West York arrived at Halifax in mid-November, 1944 and left a month later for Bermuda to work up. In February, 1945, she joined the Mid-Ocean Escort Force escort group EG C-5 at St. John's, leaving on 16 February to rendezvous with her first transatlantic convoy, HX 338. She made three round trips across the Atlantic before the end of her career, the last one as escort to ON 305, which she joined from Londonderry at the end of May 1945.

West York was paid off on 9 July 1945 and laid up at Sorel, Quebec. She was sold into mercantile service as SS West York. As SS West York, she was towing the decommissioned when the towline parted and the destroyer was wrecked on 7 November 1945 off Prince Edward Island.

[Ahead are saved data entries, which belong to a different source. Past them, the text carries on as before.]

impl Dispatcher {
    /// Creates a dispatcher using the codec for the configured format.
    pub fn new(
        operation: Operation,
        config: EndpointConfig,
        registry: TypeRegistry,
        backend: Arc<dyn BackendClient>,
    ) -> Self {
        let codec = codec_for(config.format);
        Self {
            operation,
            config: Arc::new(config),
            codec,
            registry: Arc::new(registry),
            backend,
        }
    }

    /// Creates a dispatcher for an operation given by wire name.
    ///
    /// # Errors
    ///
    /// [`DispatchError::UnknownOperation`] if the name matches no operation.
    pub fn for_name(
        name: &str,
        config: EndpointConfig,
        registry: TypeRegistry,
        backend: Arc<dyn BackendClient>,
    ) -> Result<Self, DispatchError> {
        Ok(Self::new(Operation::parse(name)?, config, registry, backend))
    }

    /// Replaces the codec, e.g. to share one XML alias table between dispatchers.
    #[must_use]
    pub fn with_codec(mut self, codec: Arc<dyn PayloadCodec>) -> Self {
        self.codec = codec;
        self
    }

    /// A dispatcher for another operation on the same endpoint, sharing
    /// configuration, codec, registry, and backend.
    #[must_use]
    pub fn for_operation(&self, operation: Operation) -> Self {
        Self {
            operation,
            ..self.clone()
        }
    }

    /// The operation served.
    pub fn operation(&self) -> Operation {
        self.operation
    }

    /// The endpoint configuration.
    pub fn config(&self) -> &EndpointConfig {
        &self.config
    }

    /// The codec in use.
    pub fn codec(&self) -> &Arc<dyn PayloadCodec> {
        &self.codec
    }

    /// Starts one call.
    ///
    /// `on_done` is invoked exactly once. Returns `true` if it has already
    /// been invoked (the call failed while preparing), `false` if it will be
    /// invoked later by the backend's answer.
    pub fn process<F>(&self, message: Message, on_done: F) -> bool
    where
        F: FnOnce(Completion) + Send + 'static,
    {
        let call_id = CallId::new_random();
        let span = info_span!(
            "dispatch",
            operation = self.operation.as_str(),
            family = self.operation.family().as_str(),
            %call_id,
        );
        let _entered = span.enter();

        let mut context = CallContext::new(
            call_id,
            self.operation,
            message.headers().clone(),
            self.config.not_found_behaviour,
            span.clone(),
            Box::new(on_done),
        );

        let mut preparation = Preparation::new(
            self.operation,
            &message,
            &self.config,
            self.codec.as_ref(),
            &self.registry,
        );
        let handler = handler_for(self.operation);
        let prepared = panic::catch_unwind(AssertUnwindSafe(|| handler(&mut preparation)))
            .unwrap_or_else(|payload| {
                let error = DispatchError::PreparationPanicked {
                    operation: self.operation.as_str().to_owned(),
                    message: panic_message(payload.as_ref()),
                };
                error!(error = %error, "Operation handler panicked");
                Err(error)
            });
        context.restore_on_completion(preparation.into_restorable());

        let prepared = match prepared {
            Ok(prepared) => prepared,
            Err(error) => {
                context.fail_synchronously(error);
                return true;
            }
        };

        let alias = message
            .property(RESPONSE_ALIAS)
            .and_then(Value::as_str)
            .map(str::to_owned);
        context.expect_response(prepared.response, alias);

        let request = BackendRequest {
            call: prepared.call,
            body: prepared.body,
            format: self.codec.format(),
            headers: propagated_headers(message.headers()),
        };
        debug!(
            body_len = request.body.as_ref().map(Bytes::len),
            propagated = request.headers.len(),
            "Dispatching backend call"
        );

        context.dispatched();
        let codec = Arc::clone(&self.codec);
        self.backend.execute(
            request,
            Box::new(move |response| context.complete(response, codec.as_ref())),
        );
        false
    }

    /// Runs one call and waits for its completion.
    pub async fn call(&self, message: Message) -> Completion {
        let (sender, receiver) = oneshot::channel();
        self.process(message, move |completion| {
            let _ = sender.send(completion);
        });
        receiver.await.unwrap_or_else(|_| abandoned())
    }

    /// Runs one call, blocking the current thread until it completes.
    ///
    /// Must not be called from within an async runtime.
    pub fn call_blocking(&self, message: Message) -> Completion {
        let (sender, receiver) = oneshot::channel();
        self.process(message, move |completion| {
            let _ = sender.send(completion);
        });
        receiver.blocking_recv().unwrap_or_else(|_| abandoned())
    }
}

fn panic_message(payload: &(dyn Any + Send)) -> String {
    if let Some(text) = payload.downcast_ref::<&str>() {
        (*text).to_owned()
    } else if let Some(text) = payload.downcast_ref::<String>() {
        text.clone()
    } else {
        "non-text panic payload".to_owned()
    }
}

fn abandoned() -> Completion {
    Completion {
        outcome: Err(BackendError::transport("call was abandoned before completing").into()),
        headers: Default::default(),
        warnings: Vec::new(),
        synchronous: false,
    }
}

// ---------------------------------------------------------------------------
// Handler table
// ---------------------------------------------------------------------------

/// Builds the backend request for one operation.
pub(crate) type Handler = fn(&mut Preparation<'_>) -> Result<Prepared, DispatchError>;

By 1947, she had her steam reciprocating engine replaced by diesel power and sailed under Moroccan registry as the Moulay Bouchaib. As late as 1950, she was the Italian Espresso. She returned to Canadian registry in 1959 as Federal Express. She was moored in Montreal on the evening of 5 May 1960, when she was struck by the Swedish Polaris. Holed and with her mooring lines carried away, Federal Express careened into the Danish Hilda Maersk and sank in 30 minutes. Later that year, the after part of the ship was raised and broken up for scrap.